**RECORD EXTRACTS:**

//! Movie domain service.
//!
//! [`MovieService`] implements the movie driving ports on top of a
//! [`MovieRepository`]. It validates payloads before any write, merges sparse
//! patches onto the stored movie, translates storage "not found" into a
//! domain error and strips storage-only fields from the rows it returns.

use std::sync::Arc;

use async_trait::async_trait;
use chrono::Datelike;
use mockable::Clock;
use serde_json::json;
use tracing::info;

use crate::domain::ports::{
    MovieRepository, MovieRepositoryError, MovieRow, MoviesCommand, MoviesQuery,
};
use crate::domain::{
    Error, Movie, MovieId, MovieInput, PartialMovieUpdate, RequestContext, ValidationError,
};

/// Failures surfaced by [`MovieService`].
#[derive(Debug, Clone, PartialEq, Eq, thiserror::Error)]
pub enum MovieServiceError {
    /// The payload, or the merged update, broke a field rule.
    #[error(transparent)]
    Validation(#[from] ValidationError),
    /// No movie exists for the requested id.
    #[error("movie not found")]
    NotFound,
    /// Any other storage failure, passed through unchanged.
    #[error(transparent)]
    Repository(MovieRepositoryError),
}

impl From<MovieRepositoryError> for MovieServiceError {
    fn from(value: MovieRepositoryError) -> Self {
        match value {
            MovieRepositoryError::NotFound { .. } => Self::NotFound,
            other => Self::Repository(other),
        }
    }
}

impl From<MovieServiceError> for Error {
    fn from(value: MovieServiceError) -> Self {
        match value {
            MovieServiceError::Validation(err) => err.into(),
            MovieServiceError::NotFound => Error::not_found("movie not found"),
            MovieServiceError::Repository(err) => {
                Error::internal(err.to_string()).with_details(json!({ "kind": err.kind() }))
            }
        }
    }
}

/// Movie service implementing [`MoviesCommand`] and [`MoviesQuery`].
pub struct MovieService<R: ?Sized> {
    repo: Arc<R>,
    clock: Arc<dyn Clock>,
}

impl<R: ?Sized> Clone for MovieService<R> {
    fn clone(&self) -> Self {
        Self {
            repo: Arc::clone(&self.repo),
            clock: Arc::clone(&self.clock),
        }
    }
}

impl<R: ?Sized> MovieService<R> {
    /// Create a service over `repo`, reading the current year from `clock`.
    pub fn new(repo: Arc<R>, clock: Arc<dyn Clock>) -> Self {
        Self { repo, clock }
    }

    fn current_year(&self) -> i32 {
        self.clock.utc().year()
    }
}

impl<R> MovieService<R>
where
    R: MovieRepository + ?Sized,
{
    fn transform(row: MovieRow) -> Movie {
        Movie {
            id: row.id,
            title: row.title,
            year: row.year,
            runtime_minutes: row.runtime_minutes,
            genres: row.genres,
            version: row.version,
        }
    }

    /// Validate `input` and store it as a new movie.
    pub async fn create(
        &self,
        ctx: &RequestContext,
        input: MovieInput,
    ) -> Result<Movie, MovieServiceError> {
        input.validate(self.current_year())?;
        let movie = Self::transform(self.repo.create_movie(&input).await?);
        ctx.span().in_scope(|| {
            info!(movie_id = %movie.id, version = movie.version, "created movie");
        });
        Ok(movie)
    }

    /// Return every stored movie.
    pub async fn list(&self, _ctx: &RequestContext) -> Result<Vec<Movie>, MovieServiceError> {
        let rows = self.repo.list_movies().await?;
        Ok(rows.into_iter().map(Self::transform).collect())
    }

    /// Return the movie stored under `id`.
    pub async fn get(&self, _ctx: &RequestContext, id: MovieId) -> Result<Movie, MovieServiceError> {
        Ok(Self::transform(self.repo.get_movie(id).await?))
    }

    /// Merge `patch` onto the stored movie, validate, then persist.
    ///
    /// The version is bumped on every successful write, including patches
    /// that change nothing.
    pub async fn update(
        &self,
        ctx: &RequestContext,
        id: MovieId,
        patch: PartialMovieUpdate,
    ) -> Result<Movie, MovieServiceError> {
        let existing = self.get(ctx, id).await?;
        let merged = patch.merge_onto(&existing);
        merged.validate(self.current_year())?;
        let movie = Self::transform(self.repo.update_movie(id, &merged).await?);
        ctx.span().in_scope(|| {
            info!(movie_id = %movie.id, version = movie.version, "updated movie");
        });
        Ok(movie)
    }
}

#[async_trait]
impl<R> MoviesCommand for MovieService<R>
where
    R: MovieRepository + ?Sized,
{
    async fn create_movie(&self, ctx: &RequestContext, input: MovieInput) -> Result<Movie, Error> {
        self.create(ctx, input).await.map_err(Error::from)
    }

    async fn update_movie(
        &self,
        ctx: &RequestContext,
        id: MovieId,
        patch: PartialMovieUpdate,
    ) -> Result<Movie, Error> {
        self.update(ctx, id, patch).await.map_err(Error::from)
    }
}

#[async_trait]
impl<R> MoviesQuery for MovieService<R>
where
    R: MovieRepository + ?Sized,
{
    async fn list_movies(&self, ctx: &RequestContext) -> Result<Vec<Movie>, Error> {
        self.list(ctx).await.map_err(Error::from)
    }

    async fn get_movie(&self, ctx: &RequestContext, id: MovieId) -> Result<Movie, Error> {
        self.get(ctx, id).await.map_err(Error::from)
    }
}

#[cfg(test)]
#[path = "movie_service_tests.rs"]
mod tests;
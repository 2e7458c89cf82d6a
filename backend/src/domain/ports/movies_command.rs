//! Driving port for movie mutations.
//!
//! Inbound adapters (HTTP handlers) use this port to create and update movies
//! without importing outbound persistence concerns.

use async_trait::async_trait;

use crate::domain::{Error, Movie, MovieId, MovieInput, PartialMovieUpdate, RequestContext};

/// Domain use-case port for creating and patching movies.
#[cfg_attr(test, mockall::automock)]
#[async_trait]
pub trait MoviesCommand: Send + Sync {
    /// Validate and store a new movie.
    async fn create_movie(&self, ctx: &RequestContext, input: MovieInput) -> Result<Movie, Error>;

    /// Merge `patch` onto the stored movie, validate and store the result.
    async fn update_movie(
        &self,
        ctx: &RequestContext,
        id: MovieId,
        patch: PartialMovieUpdate,
    ) -> Result<Movie, Error>;
}
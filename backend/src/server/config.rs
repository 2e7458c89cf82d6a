//! HTTP server configuration object and helpers.

use std::net::SocketAddr;

use crate::middleware::HeaderPolicy;
use crate::outbound::persistence::DbPool;

/// Builder-style configuration for creating the HTTP server.
pub struct ServerConfig {
    pub(crate) bind_addr: SocketAddr,
    pub(crate) env: String,
    pub(crate) header_policy: HeaderPolicy,
    pub(crate) db_pool: Option<DbPool>,
}

impl ServerConfig {
    /// Construct a configuration with hardened headers and the in-memory store.
    #[must_use]
    pub fn new(bind_addr: SocketAddr, env: impl Into<String>) -> Self {
        Self {
            bind_addr,
            env: env.into(),
            header_policy: HeaderPolicy::Hardened,
            db_pool: None,
        }
    }

    /// Attach a database connection pool for the Diesel repository.
    #[must_use]
    pub fn with_db_pool(mut self, pool: DbPool) -> Self {
        self.db_pool = Some(pool);
        self
    }

    /// Select the response header policy.
    #[must_use]
    pub fn with_header_policy(mut self, policy: HeaderPolicy) -> Self {
        self.header_policy = policy;
        self
    }

    /// Return the socket address the server will bind to.
    #[must_use]
    pub fn bind_addr(&self) -> SocketAddr {
        self.bind_addr
    }

    /// Return the environment label.
    #[must_use]
    pub fn env(&self) -> &str {
        &self.env
    }

    /// Return the selected header policy.
    #[must_use]
    pub fn header_policy(&self) -> &HeaderPolicy {
        &self.header_policy
    }
}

**TASK DIRECTIONS:**
Where the data above reaches the line holding "self.create(ctx, input).await.map_err(Error::from)", begin printing, and stop after the line holding "async fn list_movies(&self, ctx: &RequestContext)". Each line must be reproduced exactly, with nothing else added.

**RESPONSE TO THE TASK:**
        self.create(ctx, input).await.map_err(Error::from)
    }

    async fn update_movie(
        &self,
        ctx: &RequestContext,
        id: MovieId,
        patch: PartialMovieUpdate,
    ) -> Result<Movie, Error> {
        self.update(ctx, id, patch).await.map_err(Error::from)
    }
}

#[async_trait]
impl<R> MoviesQuery for MovieService<R>
where
    R: MovieRepository + ?Sized,
{
    async fn list_movies(&self, ctx: &RequestContext) -> Result<Vec<Movie>, Error> {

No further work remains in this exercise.